I have always been a privileged child. Although I can’t remember ever needing anything I didn’t have, it was not money which so richly blessed my upbringing. It was love, and I had it in abundance from everyone. I had parents and uncles and grandparents who all loved me more than they could ever say. But Nannie loved me and nurtured me in ways that only a grandmother could know. As one of eight children, she probably felt that she never got enough attention, and never wanted me to feel that way. She used to say, “Pappy loved me,” as though he was the only one in her childhood who did. She made me believe that everyone loved me and it was my duty to love everyone back. There are worse ways to live a life!

One of my earliest memories of her is one time when I was sitting in her lap, in the platform rocker in the living room. I don’t know now why she was holding me, but I do remember how contented I felt. Another time, she gave me a baby bottle of milk to drink while I curled up on the couch. I knew I was way too old for that, and she told me so, but I wanted it and she got it for me. I suspect that it was the last time I willingly drank milk, as I just cannot get it to go down anymore. And there were countless times that I “fell asleep” while the adults were sitting around talking, so that I got carried into the front bedroom and changed into a tee-shirt nightie to sleep for the night. I was afraid of the dark, so she always turned on a small light to chase away the shadows created by the trees at the window. Ah yes, I remember those times.
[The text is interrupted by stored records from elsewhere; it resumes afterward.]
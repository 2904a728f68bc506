//! Host embedding surface
//!
//! An [`Evaluator`] owns everything needed to run Self source text: the
//! primitive prototypes, an initialized parser and the lobby object that
//! top-level code runs against.
//!
//! # Example
//!
//! ```
//! use protoself::{Evaluator, HostValue, NativeValue};
//!
//! let evaluator = Evaluator::new().unwrap();
//! let adder = evaluator.eval("( | plus: n = ( n + 1 ) | )").unwrap();
//! let result = evaluator.invoke(&adder, "plus:", &[HostValue::Int(41)]).unwrap();
//! assert_eq!(evaluator.unbox(&result), Some(NativeValue::Int(42)));
//! ```

use std::sync::Arc;

use tracing::debug;

use crate::code::Code;
use crate::context::EvalContext;
use crate::error::{GrammarError, Result};
use crate::grammar::{ParserConfig, RuleDispatch};
use crate::object::{NativeValue, ObjectRef, Primitives, SelfObject, Selector};
use crate::syntax::SelfParser;

/// A value crossing into the interpreter from the host.
#[derive(Debug, Clone)]
pub enum HostValue {
    /// Integer, wrapped as a number
    Int(i64),

    /// Boolean, mapped to `true` or `false`
    Bool(bool),

    /// Text, wrapped as a text
    Text(String),

    /// An interpreter object, passed through unchanged
    Object(ObjectRef),
}

impl From<i64> for HostValue {
    fn from(n: i64) -> Self {
        HostValue::Int(n)
    }
}

impl From<bool> for HostValue {
    fn from(b: bool) -> Self {
        HostValue::Bool(b)
    }
}

impl From<&str> for HostValue {
    fn from(s: &str) -> Self {
        HostValue::Text(s.to_string())
    }
}

impl From<String> for HostValue {
    fn from(s: String) -> Self {
        HostValue::Text(s)
    }
}

impl From<ObjectRef> for HostValue {
    fn from(object: ObjectRef) -> Self {
        HostValue::Object(object)
    }
}

/// Evaluator configuration.
#[derive(Debug, Clone, Copy, PartialEq, Eq, Default)]
pub struct EvaluatorConfig {
    /// How the parser reaches rule bodies
    pub rule_dispatch: RuleDispatch,

    /// Whether to log every message send at debug level
    pub trace: bool,
}

impl EvaluatorConfig {
    /// Create a configuration with default settings.
    pub fn new() -> Self {
        Self::default()
    }

    /// Set the rule dispatch strategy.
    pub fn with_rule_dispatch(mut self, rule_dispatch: RuleDispatch) -> Self {
        self.rule_dispatch = rule_dispatch;
        self
    }

    /// Enable or disable send tracing.
    pub fn with_trace(mut self, trace: bool) -> Self {
        self.trace = trace;
        self
    }
}

/// Parses and runs Self programs.
#[derive(Debug)]
pub struct Evaluator {
    config: EvaluatorConfig,
    ctx: EvalContext,
    parser: SelfParser,
    lobby: ObjectRef,
}

impl Evaluator {
    /// Create an evaluator with the default configuration.
    pub fn new() -> std::result::Result<Self, GrammarError> {
        Self::with_config(EvaluatorConfig::default())
    }

    /// Create an evaluator.
    pub fn with_config(config: EvaluatorConfig) -> std::result::Result<Self, GrammarError> {
        let primitives = Arc::new(Primitives::new());
        let parser = SelfParser::with_config(
            Arc::clone(&primitives),
            ParserConfig::with_dispatch(config.rule_dispatch),
        )?;
        let ctx = EvalContext::with_primitives(primitives).with_trace(config.trace);
        debug!(?config, "evaluator ready");
        Ok(Self {
            config,
            ctx,
            parser,
            lobby: SelfObject::empty(),
        })
    }

    /// Parse source text into code.
    pub fn parse(&self, source: &str) -> Result<Arc<Code>> {
        self.parser.parse(source)
    }

    /// Parse and evaluate source text against the lobby.
    pub fn eval(&self, source: &str) -> Result<ObjectRef> {
        let code = self.parse(source)?;
        Ok(code.eval(&self.lobby, &[], &self.ctx)?)
    }

    /// Send `selector` to `target` with host-supplied arguments.
    pub fn invoke(
        &self,
        target: &ObjectRef,
        selector: impl Into<Selector>,
        args: &[HostValue],
    ) -> Result<ObjectRef> {
        let args_code = (0..args.len()).map(|i| Arc::new(Code::Argument(i))).collect();
        let send = Code::implicit(selector, args_code);
        Ok(send.eval(target, args, &self.ctx)?)
    }

    /// The native payload of a primitive result.
    pub fn unbox(&self, object: &ObjectRef) -> Option<NativeValue> {
        object.find_wrapped_value().cloned()
    }

    /// The primitive prototypes.
    pub fn primitives(&self) -> &Arc<Primitives> {
        &self.ctx.primitives
    }

    /// The receiver of top-level code.
    pub fn lobby(&self) -> &ObjectRef {
        &self.lobby
    }

    /// The evaluation context.
    pub fn context(&self) -> &EvalContext {
        &self.ctx
    }

    /// The configuration this evaluator was built with.
    pub fn config(&self) -> EvaluatorConfig {
        self.config
    }
}
//! Evaluation context configuration

use std::sync::Arc;

use crate::object::Primitives;

/// Configuration and shared state for evaluation.
///
/// This is passed through all evaluation calls. It carries the primitive
/// prototypes that native methods use to wrap their results.
#[derive(Debug, Clone)]
pub struct EvalContext {
    /// Primitive prototypes for numbers, booleans and texts
    pub primitives: Arc<Primitives>,

    /// Whether to log every message send at debug level
    pub trace: bool,
}

impl Default for EvalContext {
    fn default() -> Self {
        Self {
            primitives: Arc::new(Primitives::new()),
            trace: false,
        }
    }
}

impl EvalContext {
    /// Create a new context with fresh primitives.
    pub fn new() -> Self {
        Self::default()
    }

    /// Create a context sharing existing primitives.
    pub fn with_primitives(primitives: Arc<Primitives>) -> Self {
        Self {
            primitives,
            trace: false,
        }
    }

    /// Enable or disable send tracing.
    pub fn with_trace(mut self, trace: bool) -> Self {
        self.trace = trace;
        self
    }
}
impl<K: TokenKind, T: 'static> Grammar<K, T> {
    /// Parse the whole token stream from the root rule.
    pub fn parse(&self, stream: &mut dyn TokenStream<K>) -> Result<T, ParseError> {
        let value = exec::Execution::new(self, stream).run(self.root)?;
        take::<T>(value).map_err(|_| ParseError::Internal {
            message: format!("root produced a value that is not {}", std::any::type_name::<T>()),
        })
    }

    /// The FIRST set of an element.
    ///
    /// Fails with [`GrammarError::NullableFirst`] for a bare repetition or
    /// optional element.
    pub fn first_set<E>(&self, element: Element<E>) -> Result<FirstSet, GrammarError> {
        if element.builder != self.builder {
            return Err(GrammarError::UnknownElement);
        }
        match self.first.get(element.id) {
            Some(Some(set)) => Ok(*set),
            Some(None) => Err(GrammarError::NullableFirst {
                context: format!("bare {}", self.nodes[element.id].describe()),
            }),
            None => Err(GrammarError::UnknownElement),
        }
    }

    /// Whether some derivation of `element` can begin with `kind`.
    pub fn can_start_with<E>(&self, element: Element<E>, kind: K) -> Result<bool, GrammarError> {
        Ok(self.first_set(element)?.contains(kind.ordinal()))
    }

    /// The FIRST set of a rule.
    pub fn rule_first_set<E>(&self, rule: Rule<E>) -> Result<FirstSet, GrammarError> {
        if rule.builder != self.builder {
            return Err(GrammarError::UnknownElement);
        }
        self.rule_first
            .get(rule.rule)
            .copied()
            .ok_or(GrammarError::UnknownElement)
    }

    /// Rules found re-entering themselves before consuming a token.
    ///
    /// Every left-recursive cycle lists at least one of its rules.
    pub fn left_recursive_rules(&self) -> impl Iterator<Item = &str> {
        self.left_recursive
            .iter()
            .filter_map(|&rule| self.rules.get(rule))
            .map(|def| def.name.as_str())
    }

    /// Names of all rules, in declaration order.
    pub fn rule_names(&self) -> impl Iterator<Item = &str> {
        self.rules.iter().map(|rule| rule.name.as_str())
    }

    /// The parser configuration.
    pub fn config(&self) -> ParserConfig {
        self.config
    }
}
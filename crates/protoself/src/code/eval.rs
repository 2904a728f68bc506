//! Tree-walking evaluation of code

use std::sync::Arc;

use tracing::{debug, trace};

use super::Code;
use crate::context::EvalContext;
use crate::error::EvalError;
use crate::evaluator::HostValue;
use crate::object::{ObjectRef, SelfObject};
use crate::stack::ensure_sufficient_stack;

impl Code {
    /// Evaluate against `receiver`.
    ///
    /// `args` are host-supplied values read by [`Code::Argument`] nodes; code
    /// produced by the parser never reads them.
    pub fn eval(
        &self,
        receiver: &ObjectRef,
        args: &[HostValue],
        ctx: &EvalContext,
    ) -> Result<ObjectRef, EvalError> {
        match self {
            Code::Constant(value) => SelfObject::eval_self(value, receiver, &[], ctx),

            Code::SelfRef => Ok(Arc::clone(receiver)),

            Code::Message {
                receiver: target,
                selector,
                args: arg_code,
            } => {
                let target = target.eval(receiver, args, ctx)?;
                let values = arg_code
                    .iter()
                    .map(|arg| arg.eval(receiver, args, ctx))
                    .collect::<Result<Vec<_>, _>>()?;
                let method = target
                    .get(selector.as_str())
                    .ok_or_else(|| EvalError::UnknownSelector {
                        selector: selector.to_string(),
                    })?;
                if ctx.trace {
                    debug!(selector = %selector, args = values.len(), "send");
                } else {
                    trace!(selector = %selector, args = values.len(), "send");
                }
                ensure_sufficient_stack(|| SelfObject::eval_self(&method, &target, &values, ctx))
            }

            Code::Block(children) => {
                let mut result = Arc::clone(receiver);
                for child in children {
                    result = child.eval(receiver, args, ctx)?;
                }
                Ok(result)
            }

            Code::Native(f) => f(ctx, receiver),

            Code::Argument(index) => match args.get(*index) {
                Some(value) => Ok(ctx.primitives.project(value)),
                None => Err(EvalError::ArityMismatch {
                    expected: index + 1,
                    got: args.len(),
                }),
            },
        }
    }
}
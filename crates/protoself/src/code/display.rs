//! Display and Debug implementations for Code

use std::fmt;

use super::Code;

/// Renders code back in source syntax, parenthesizing every binary send.
impl fmt::Display for Code {
    fn fmt(&self, f: &mut fmt::Formatter<'_>) -> fmt::Result {
        match self {
            Code::Constant(value) => write!(f, "{}", value),
            Code::SelfRef => write!(f, "self"),
            Code::Message {
                receiver,
                selector,
                args,
            } => {
                let implicit = matches!(receiver.as_ref(), Code::SelfRef);
                if selector.is_keyword() {
                    if !implicit {
                        write!(f, "{} ", receiver)?;
                    }
                    for (i, (part, arg)) in selector.parts().iter().zip(args).enumerate() {
                        if i > 0 {
                            write!(f, " ")?;
                        }
                        write!(f, "{} {}", part, arg)?;
                    }
                    Ok(())
                } else if selector.is_operator() {
                    write!(f, "({} {}", receiver, selector)?;
                    for arg in args {
                        write!(f, " {}", arg)?;
                    }
                    write!(f, ")")
                } else if implicit {
                    write!(f, "{}", selector)
                } else {
                    write!(f, "{} {}", receiver, selector)
                }
            }
            Code::Block(children) => {
                for (i, child) in children.iter().enumerate() {
                    if i > 0 {
                        write!(f, ". ")?;
                    }
                    write!(f, "{}", child)?;
                }
                Ok(())
            }
            Code::Native(_) => write!(f, "<primitive>"),
            Code::Argument(index) => write!(f, "<argument {}>", index),
        }
    }
}

impl fmt::Debug for Code {
    fn fmt(&self, f: &mut fmt::Formatter<'_>) -> fmt::Result {
        match self {
            Code::Constant(value) => f.debug_tuple("Constant").field(value).finish(),
            Code::SelfRef => write!(f, "SelfRef"),
            Code::Message {
                receiver,
                selector,
                args,
            } => f
                .debug_struct("Message")
                .field("receiver", receiver)
                .field("selector", selector)
                .field("args", args)
                .finish(),
            Code::Block(children) => f.debug_tuple("Block").field(children).finish(),
            Code::Native(_) => write!(f, "Native"),
            Code::Argument(index) => f.debug_tuple("Argument").field(index).finish(),
        }
    }
}
//! Token stream interface consumed by the grammar engine

use std::fmt;
use std::sync::Arc;

/// A token kind usable in FIRST sets.
///
/// Ordinals must be below 128; the engine stores FIRST sets as two 64-bit
/// words.
pub trait TokenKind: Copy + Eq + fmt::Debug + Send + Sync + 'static {
    /// Dense ordinal of this kind.
    fn ordinal(self) -> u8;

    /// Whether tokens of this kind are skipped by [`TokenCursor`].
    fn is_trivia(self) -> bool {
        false
    }
}

/// A lexed token.
#[derive(Debug, Clone, PartialEq, Eq)]
pub struct Token<K> {
    /// Token kind
    pub kind: K,

    /// Source text of the token
    pub text: Arc<str>,

    /// Byte offset in the source
    pub offset: usize,

    /// Byte length in the source
    pub len: usize,
}

impl<K> Token<K> {
    /// Create a new token.
    pub fn new(kind: K, text: impl Into<Arc<str>>, offset: usize) -> Self {
        let text = text.into();
        let len = text.len();
        Self {
            kind,
            text,
            offset,
            len,
        }
    }
}

/// Source of tokens with one token of lookahead.
pub trait TokenStream<K: TokenKind> {
    /// The next significant token, or `None` at end of input.
    fn peek(&self) -> Option<&Token<K>>;

    /// Consume and return the next significant token.
    fn advance(&mut self) -> Option<Token<K>>;

    /// Save the current position.
    fn mark(&self) -> usize;

    /// Return to a position obtained from [`TokenStream::mark`].
    fn reset(&mut self, mark: usize);

    /// Describe the current position for diagnostics.
    fn position(&self) -> String {
        match self.peek() {
            Some(token) => format!("offset {} (`{}`)", token.offset, token.text),
            None => "end of input".to_string(),
        }
    }
}

/// A [`TokenStream`] over an owned vector of tokens.
#[derive(Debug, Clone)]
pub struct TokenCursor<K> {
    tokens: Vec<Token<K>>,
    pos: usize,
}

impl<K: TokenKind> TokenCursor<K> {
    /// Create a cursor positioned at the first significant token.
    pub fn new(tokens: Vec<Token<K>>) -> Self {
        let mut cursor = Self { tokens, pos: 0 };
        cursor.skip_trivia();
        cursor
    }

    /// All tokens, trivia included.
    pub fn tokens(&self) -> &[Token<K>] {
        &self.tokens
    }

    fn skip_trivia(&mut self) {
        while self
            .tokens
            .get(self.pos)
            .is_some_and(|token| token.kind.is_trivia())
        {
            self.pos += 1;
        }
    }
}

impl<K: TokenKind> TokenStream<K> for TokenCursor<K> {
    fn peek(&self) -> Option<&Token<K>> {
        self.tokens.get(self.pos)
    }

    fn advance(&mut self) -> Option<Token<K>> {
        let token = self.tokens.get(self.pos).cloned();
        if token.is_some() {
            self.pos += 1;
            self.skip_trivia();
        }
        token
    }

    fn mark(&self) -> usize {
        self.pos
    }

    fn reset(&mut self, mark: usize) {
        self.pos = mark.min(self.tokens.len());
        self.skip_trivia();
    }
}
As I got older, we spent more time together, especially when I didn’t have school in the summer. If I got bored, she would cut out, sew and stuff a rag doll for me. She would trace the paper pattern she had cut from a brown grocery bag, and create clothes for it to wear. There was leftover yarn for hair, even if the color was a bit strange and the hairline odd. All of them got stitched up on an old Singer treadle machine, and eventually I got to use that machine myself. Sometimes we cooked, sometimes she let me help her clean the sink in the bathroom (well, I thought I was helping anyway) and occasionally she would let me help her wrap presents if there was an occasion for gifts. I held the ribbon so that she could tie the knot. If one can learn creativity, then I learned that from her. When I goofed something up, she would just laugh with me and we would try again another time.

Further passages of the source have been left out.